If there is one issue that officials in the Harvard Planning Office hate to see raised in an election year, it is the charge that Harvard treats the City of Cambridge badly. This is an election year, and already, there are many fingers being angrily waved at the University. Cambridge Mayor Alfred E. Vellucci, in a City Council meeting two weeks ago, declared a symbolic "state of emergency in Cambridge" and proclaimed that there would be no more Harvard buildings constructed in Cambridge. "Finito" Vellucci said, "No more buildings," In a more concrete fashion however, Cambridge residents are taking matters into their own hands, confronting Harvard with a more realistic dillemma than Vellucci's campaign rhetoric.

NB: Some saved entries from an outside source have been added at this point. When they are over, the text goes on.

//! Operator overloads for block expressions.
//!
//! | Expression | Result |
//! |---|---|
//! | `view * s`, `s * view` | `Scaled(view, Identity, s)` |
//! | `Scaled(view, op, s1) * s2`, `s2 * Scaled(...)` | `Scaled(view, op, s1 * s2)` |
//! | `-view` | `Scaled(view, Identity, -1)` |
//! | `-Scaled(view, op, s)` | `Scaled(view, op, -s)` |
//! | `a + b`, `a - b` | `BlockExpr::Add`, `BlockExpr::Sub` |
//!
//! Right-hand scalars have the array's scalar type. Left-hand scalars are
//! supported for `f32`, `f64`, `Complex32` and `Complex64`. The element-wise
//! product of two expressions is [`BlockExpr::hadamard`]; `*` between two
//! expressions is not overloaded since `*` with a scalar already is.

use std::ops::{Add, Mul, Neg, Sub};

use num_complex::{Complex32, Complex64};
use num_traits::One;

use crate::array::DistributedArray;
use crate::block::{BlockView, ScaledBlockView};
use crate::expr::BlockExpr;

// ============================================================================
// Scalar multiplication
// ============================================================================

impl<'a, A: DistributedArray> Mul<A::Scalar> for BlockView<'a, A> {
    type Output = ScaledBlockView<'a, A>;

    fn mul(self, factor: A::Scalar) -> ScaledBlockView<'a, A> {
        self.scale(factor)
    }
}

impl<'a, A: DistributedArray> Mul<A::Scalar> for ScaledBlockView<'a, A> {
    type Output = ScaledBlockView<'a, A>;

    fn mul(self, factor: A::Scalar) -> ScaledBlockView<'a, A> {
        self.scale(factor)
    }
}

impl<'a, A: DistributedArray> Mul<A::Scalar> for BlockExpr<'a, A> {
    type Output = BlockExpr<'a, A>;

    fn mul(self, factor: A::Scalar) -> BlockExpr<'a, A> {
        self.scale(factor)
    }
}

macro_rules! impl_scalar_lhs_mul {
    ($($t:ty),*) => {
        $(
            impl<'a, A: DistributedArray<Scalar = $t>> Mul<BlockView<'a, A>> for $t {
                type Output = ScaledBlockView<'a, A>;

                fn mul(self, block: BlockView<'a, A>) -> ScaledBlockView<'a, A> {
                    block.scale(self)
                }
            }

            impl<'a, A: DistributedArray<Scalar = $t>> Mul<ScaledBlockView<'a, A>> for $t {
                type Output = ScaledBlockView<'a, A>;

                fn mul(self, scaled: ScaledBlockView<'a, A>) -> ScaledBlockView<'a, A> {
                    scaled.scale(self)
                }
            }

            impl<'a, A: DistributedArray<Scalar = $t>> Mul<BlockExpr<'a, A>> for $t {
                type Output = BlockExpr<'a, A>;

                fn mul(self, expr: BlockExpr<'a, A>) -> BlockExpr<'a, A> {
                    expr.scale(self)
                }
            }
        )*
    };
}

impl_scalar_lhs_mul!(f32, f64, Complex32, Complex64);

// ============================================================================
// Negation
// ============================================================================

impl<'a, A: DistributedArray> Neg for BlockView<'a, A> {
    type Output = ScaledBlockView<'a, A>;

    fn neg(self) -> ScaledBlockView<'a, A> {
        self.scale(-A::Scalar::one())
    }
}

impl<'a, A: DistributedArray> Neg for ScaledBlockView<'a, A> {
    type Output = ScaledBlockView<'a, A>;

    fn neg(self) -> ScaledBlockView<'a, A> {
        self.negate()
    }
}

impl<'a, A: DistributedArray> Neg for BlockExpr<'a, A> {
    type Output = BlockExpr<'a, A>;

    fn neg(self) -> BlockExpr<'a, A> {
        self.negate()
    }
}

// ============================================================================
// Addition and subtraction
// ============================================================================

macro_rules! impl_additive_ops {
    ($($lhs:ident),*) => {
        $(
            impl<'a, A, R> Add<R> for $lhs<'a, A>
            where
                A: DistributedArray,
                R: Into<BlockExpr<'a, A>>,
            {
                type Output = BlockExpr<'a, A>;

                fn add(self, rhs: R) -> BlockExpr<'a, A> {
                    BlockExpr::plus(self, rhs)
                }
            }

            impl<'a, A, R> Sub<R> for $lhs<'a, A>
            where
                A: DistributedArray,
                R: Into<BlockExpr<'a, A>>,
            {
                type Output = BlockExpr<'a, A>;

                fn sub(self, rhs: R) -> BlockExpr<'a, A> {
                    BlockExpr::minus(self, rhs)
                }
            }
        )*
    };
}

impl_additive_ops!(BlockView, ScaledBlockView, BlockExpr);
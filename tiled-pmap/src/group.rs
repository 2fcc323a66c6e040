use crate::{PmapError, Result};

/// Identity of the calling process among its peers.
///
/// This is the explicit replacement for an ambient "default world": every
/// component that needs to know who it is receives a `ProcessGroup` value.
#[derive(Debug, Clone, Copy, PartialEq, Eq, Hash)]
pub struct ProcessGroup {
    rank: usize,
    size: usize,
}

impl ProcessGroup {
    /// Create a group of `size` processes seen from process `rank`.
    pub fn new(rank: usize, size: usize) -> Result<Self> {
        if size == 0 {
            return Err(PmapError::EmptyGroup);
        }
        if rank >= size {
            return Err(PmapError::RankOutOfRange { rank, size });
        }
        Ok(Self { rank, size })
    }

    /// A group containing only the calling process.
    pub fn single() -> Self {
        Self { rank: 0, size: 1 }
    }

    /// Rank of the calling process.
    #[inline]
    pub fn rank(&self) -> usize {
        self.rank
    }

    /// Number of processes in the group.
    #[inline]
    pub fn size(&self) -> usize {
        self.size
    }

    /// Every rank of the group, in order.
    ///
    /// Handy for simulating all workers of a group in one process.
    pub fn peers(&self) -> impl Iterator<Item = ProcessGroup> {
        let size = self.size;
        (0..size).map(move |rank| ProcessGroup { rank, size })
    }
}

impl Default for ProcessGroup {
    fn default() -> Self {
        Self::single()
    }
}
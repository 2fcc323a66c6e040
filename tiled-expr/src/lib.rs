//! Lazy block expressions over tiled arrays.
//!
//! A block expression names a box of tiles of an array, labels its
//! dimensions, and optionally scales and/or conjugates it. Expressions are
//! plain values: building, scaling, negating and conjugating them has no side
//! effects. Only [`BlockView::assign`] (and its compound forms) evaluates an
//! expression, through a [`BlockEngine`], into a destination block.
//!
//! # Core Types
//!
//! - [`DistributedArray`]: bound introspection of the viewed array
//! - [`Annotation`]: comma separated index labels, e.g. `"i,j"`
//! - [`BlockView`] / [`ScaledBlockView`]: labeled blocks, plain or scaled
//! - [`BlockExpr`]: expression tree over blocks
//! - [`AssignmentPlan`] / [`BlockEngine`]: label resolution and evaluation
//! - [`LocalArray`] / [`LocalEngine`]: single-process reference backend
//!
//! # Example
//!
//! ```rust
//! use tiled_expr::{BlockView, LocalArray, LocalEngine, TileRange};
//!
//! let a = LocalArray::from_fn(TileRange::from_extents(&[4, 4]), |i| (4 * i[0] + i[1]) as f64);
//! let b = LocalArray::<f64>::zeros(TileRange::from_extents(&[4, 4]));
//!
//! // b(1:3, 1:3)("j,i") = -2 * a(0:2, 2:4)("i,j")
//! let src = BlockView::new(&a, "i,j", &[0, 2], &[2, 4]).unwrap();
//! let dst = BlockView::new(&b, "j,i", &[1, 1], &[3, 3]).unwrap();
//! dst.assign(-(src * 2.0), &LocalEngine).unwrap();
//!
//! assert_eq!(b.get(&[1, 1]), Some(-4.0)); // -2 * a[0, 2]
//! assert_eq!(b.get(&[1, 2]), Some(-12.0)); // -2 * a[1, 2]
//! assert_eq!(b.get(&[0, 0]), Some(0.0)); // outside the block
//! ```
//!
//! # Validation
//!
//! Block construction checks the annotation and the bounds against the
//! array. Building with the `unchecked` feature compiles these checks out;
//! malformed blocks then yield unspecified results instead of errors.
//! Label mismatches between operands are always detected at assignment.

pub mod annotation;
pub mod array;
pub mod assign;
pub mod block;
pub mod diagnostics;
pub mod error;
pub mod expr;
pub mod local;
mod ops;

pub use annotation::Annotation;
pub use array::{DistributedArray, TileRange};
pub use assign::{AssignmentPlan, BlockEngine};
pub use block::{BlockView, ScaledBlockView};
pub use diagnostics::{
    CollectingSink, DiagnosticSink, RankGatedSink, SilentSink, StderrSink, TraceSink,
};
pub use error::{BlockExprError, BlockRangeKind, Result};
pub use expr::{BlockExpr, Leaf};
pub use local::{LocalArray, LocalEngine};
pub use tiled_traits::{Conjugate, ElementOp, Scalar};
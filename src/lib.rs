//! Block expressions and process maps for distributed tiled arrays.
//!
//! `tiled-rs` bundles the workspace crates behind one dependency:
//!
//! - [`traits`] (`tiled-traits`): [`Scalar`] bounds and the [`ElementOp`] group
//! - [`pmap`] (`tiled-pmap`): [`ProcessGroup`], [`HashPmap`] and the [`Pmap`] trait
//! - [`expr`] (`tiled-expr`): [`BlockView`], [`ScaledBlockView`], [`BlockExpr`]
//!   and terminal assignment through a [`BlockEngine`]
//!
//! # Example
//!
//! ```rust
//! use tiled_rs::{BlockView, HashPmap, LocalArray, LocalEngine, ProcessGroup, TileRange};
//! use tiled_rs::pmap::derive_seed;
//!
//! // Which tiles of a 4x4 tiling does rank 2 of 3 own?
//! let group = ProcessGroup::new(2, 3).unwrap();
//! let mut pmap = HashPmap::new(group, 16);
//! pmap.set_seed(derive_seed(&[4, 4]));
//! assert!(pmap.iter().all(|&key| pmap.owner(key) == 2));
//!
//! // Copy a scaled, transposed sub-block.
//! let a = LocalArray::from_fn(TileRange::from_extents(&[4, 4]), |i| (i[0] * 4 + i[1]) as f64);
//! let b = LocalArray::<f64>::zeros(TileRange::from_extents(&[4, 4]));
//! let src = BlockView::new(&a, "i,j", &[0, 0], &[2, 2]).unwrap();
//! let dst = BlockView::new(&b, "j,i", &[2, 2], &[4, 4]).unwrap();
//! dst.assign(0.5_f64 * src, &LocalEngine).unwrap();
//! assert_eq!(b.get(&[2, 3]), Some(2.0));
//! assert_eq!(b.get(&[3, 2]), Some(0.5));
//! ```
//!
//! # Features
//!
//! - `parallel` (default): scan the key space with rayon in
//!   [`HashPmap::set_seed`] for large maps
//! - `unchecked`: skip block-range validation in [`BlockView::new`]
//!
//! Set `TILED_TRACE=1` to print seeding and assignment trace lines to stderr.

pub use tiled_expr as expr;
pub use tiled_pmap as pmap;
pub use tiled_traits as traits;

pub use tiled_expr::{
    Annotation, AssignmentPlan, BlockEngine, BlockExpr, BlockExprError, BlockRangeKind,
    BlockView, CollectingSink, DiagnosticSink, DistributedArray, LocalArray, LocalEngine,
    RankGatedSink, ScaledBlockView, SilentSink, StderrSink, TileRange, TraceSink,
};
pub use tiled_pmap::{HashPmap, Pmap, PmapError, ProcessGroup};
pub use tiled_traits::{Conjugate, ElementOp, Scalar};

Down-zoning is the name of the game, and there is more than one piece of property in Cambridge where Harvard is likely to lose some ground. The City Council, the only body with the authority to make such a change in the city's present zoning map, is expected the next month to receive two more down-zoning petitions from Cambridge residents concerned with preventing further massive Harvard construction in their neighborhood.

The most controversial petition was submitted in early September by the residents of Observatory Hill, who requested that the Harvard property in that area be down-zoned to leave the University with less than one-seventh of the building space it now owns. Five of the six members of the Cambridge Planning Board favored such a change in the zoning map at their meeting last week, although it has not yet submitted a formal recommendation to the Council. City councilors have also said they would favor some form of down-zoning.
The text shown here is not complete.